Далее отметим вредную международную культурполитику новой России. Демократическое российское сознание, воспитанное в ненависти к имперскому характеру культуры, пытается его подорвать и тем самым лишить сложный, включающий очаги диаспоры, организм русской словесности подлинности и глубины. Вновь набрала силу соглашательская идея единства русской литературы: не так важно, дескать, где обитает писатель — в Москве, Тель-Авиве, Нью-Йорке (ясный перец, что жить надо в Москве, но вслух, щадя иностранцев, об этом говорят не всегда); важно, что сочиненное им вольется в общую реку — «вернуться в Россию стихами» и прочая скуловоротная пошлость. Между тем имперской литературе, каковой и надлежит оставаться русской словесности, подобает тяготеть к иноприродности, инаковости своих проявлений. Иными словами, необходима поддержка очагов литрассеяния не как молекул и клеточек общего тела с начальством в московских издательствах и журналах, а в качестве самостоятельных организмов, использующих тот же язык, но с особыми целями, продиктованными иными геословесными потребностями. Культура империи выказывает реальную мощь в тот момент, когда ей удается выпестовать полноценный омоним, выражающий чужеродное содержание с помощью все того же материнского языка. Исходя из собственной выгоды, культура империи должна сказать пишущим по-русски казахам, киргизам, таджикам (если они еще не оставили своего гиблого дела) и в первую очередь израильтянам как самому многочисленному отряду: ваша литература не русская, а русскоязычная. Она существует, она исполнена смысла. Добивайтесь максимума удаления от метрополии языка, уводите язык с проторенных троп, развивайте свое иноземное областничество. Вы мне нужны такими, этим вы необходимы и дороги мне как лекарство от автаркической замкнутости моей внутренней речи. В этом моя корысть, мое эгоистическое, оздоровительное к вам влечение — любовь к дальнему, разгоняющему застоявшуюся имперскую кровь. Такое отношение могло бы ободрить немало людей (хорошо понимаю их, хотя сам к ним не принадлежу), смущенных странностью своего бытия. Или я русский литератор, и тогда мне необязательно жить в Иерусалиме и Тель-Авиве, или патриотически настроенный израильтянин, и тогда впору попробовать на письме здешнюю речь (чего обычно не происходит), или и то и другое — с удвоенным видом на счастье. Но в России о русскоязычии твердят те, с кем эту тему обсуждать затруднительно.

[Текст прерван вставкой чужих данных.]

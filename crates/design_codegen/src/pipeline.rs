//! End-to-end generators combining discovery, transformation and emission.
//!
//! Each function renders one [`GeneratedModule`] without touching the output
//! location, so callers can either write it or compare it with disk.

use crate::css::resolve_stylesheet;
use crate::emit::{
    emit_path_data_module, emit_registry_module, emit_stylesheet_module, RegistryModuleOptions,
};
use crate::error::{CodegenResult, CodegenWarning};
use crate::output::GeneratedModule;
use crate::registry::build_registry;
use crate::svg::{extract_icon_paths, load_icon_set};
use std::path::Path;

/// A rendered module plus what the caller should report about it.
#[derive(Clone, Debug)]
pub struct Generation {
    pub module: GeneratedModule,
    /// Number of icons in the module; zero for stylesheets.
    pub icon_count: usize,
    pub warnings: Vec<CodegenWarning>,
}

/// Where a stylesheet comes from and where its constant goes.
#[derive(Clone, Copy, Debug)]
pub struct StylesheetJob<'a> {
    /// Shadow stylesheet entry file.
    pub source: &'a Path,
    /// Workspace-relative name of `source` for the provenance comment.
    pub source_label: &'a str,
    pub export_name: &'a str,
    pub output: &'a Path,
}

/// Inline one shadow stylesheet and render its string-constant module.
pub fn generate_stylesheet(job: StylesheetJob<'_>, command: &str) -> CodegenResult<Generation> {
    let css = resolve_stylesheet(job.source)?;
    let contents = emit_stylesheet_module(&css, job.export_name, job.source_label, command)?;
    Ok(Generation {
        module: GeneratedModule::new(job.output, contents),
        icon_count: 0,
        warnings: Vec::new(),
    })
}

/// Extract path data for every icon in `icon_dir` and render the map module.
pub fn generate_icon_paths(
    icon_dir: &Path,
    export_name: &str,
    output: &Path,
    command: &str,
) -> CodegenResult<Generation> {
    let set = load_icon_set(icon_dir)?;
    let map = extract_icon_paths(&set);
    let contents = emit_path_data_module(&map, export_name, command)?;

    let mut warnings = set.warnings;
    warnings.extend(map.warnings);
    Ok(Generation {
        module: GeneratedModule::new(output, contents),
        icon_count: map.entries.len(),
        warnings,
    })
}

/// Bind every icon in `icon_dir` to a component import and render the registry module.
pub fn generate_icon_registry(
    icon_dir: &Path,
    options: &RegistryModuleOptions,
    output: &Path,
    command: &str,
) -> CodegenResult<Generation> {
    let set = load_icon_set(icon_dir)?;
    let registry = build_registry(&set)?;
    let contents = emit_registry_module(&registry, options, command)?;
    Ok(Generation {
        module: GeneratedModule::new(output, contents),
        icon_count: registry.len(),
        warnings: set.warnings,
    })
}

Кроме того, сами израильско-русские самобытники допускают просчет, делая ставку на автономное производство письменных текстов, хотя попутно следовало бы творить из своей бедной жизни легенды и мифы, в том числе эстрадного или подиумно-оркестрового свойства. Сочинения, предложенные как вещдоки амбиций, легко опровергнуть. Легенды и мифы — касательно, например, существования литературных школ — непобедимы и доказательств не требуют. Тут возрастает роль критика-концептолога, своего рода куратора. Первая эмиграция знала толк в таком мифотворчестве. «Парижская нота», придуманная дававшим имена Адамовичем, — образчик правильного мифологизирования, не нуждавшегося в текстуальных подкреплениях со стороны «искалеченных строчек Червинской» и баронской сдержанной строфики Штейгера. Любая верификация, тем паче столь скромная, испортила б дело, отняв у концепта геральдическую чистоту. То же и «незамеченное поколение».
Но, вопреки сказанному, для грусти сейчас оснований меньше, чем даже два-три года назад. Поразительным образом что-то сдвигается, знакомые люди, казалось бы стиснутые панцирем своего опыта, высвобождаясь, начинают работать, как еще не работали прежде, и на свету распускаются пусть не мифы, но тексты, которых не стыдно ни в одном благородном собрании. В прозе это в основном установка на факт, дневниковую запись, «реальное» сообщение (неважно, в какой мере доподлинное) — с называнием известных фамилий и обстоятельств, с акцентом на оскорбительный характер пейзажа, политики, времени, с демонстрацией родового и личного раздражения (хотя что уж банальней последнего), с намерением показать и запомнить сущность того, что выбрасывается, как вчерашняя газета и прожитый день. Нерегулярные формы стиха, повествовательные и лиричные, собирают неврастению и отторжение от усталой центонной иронии, затопившей материковую речь, и тоже базируются на точном именовании вещей, едят здешнюю землю, очень по-русски и по-еврейски выясняют с ней отношения, тяготятся ею, спят и видят, как бы с нею расстаться, и все равно возвращаются.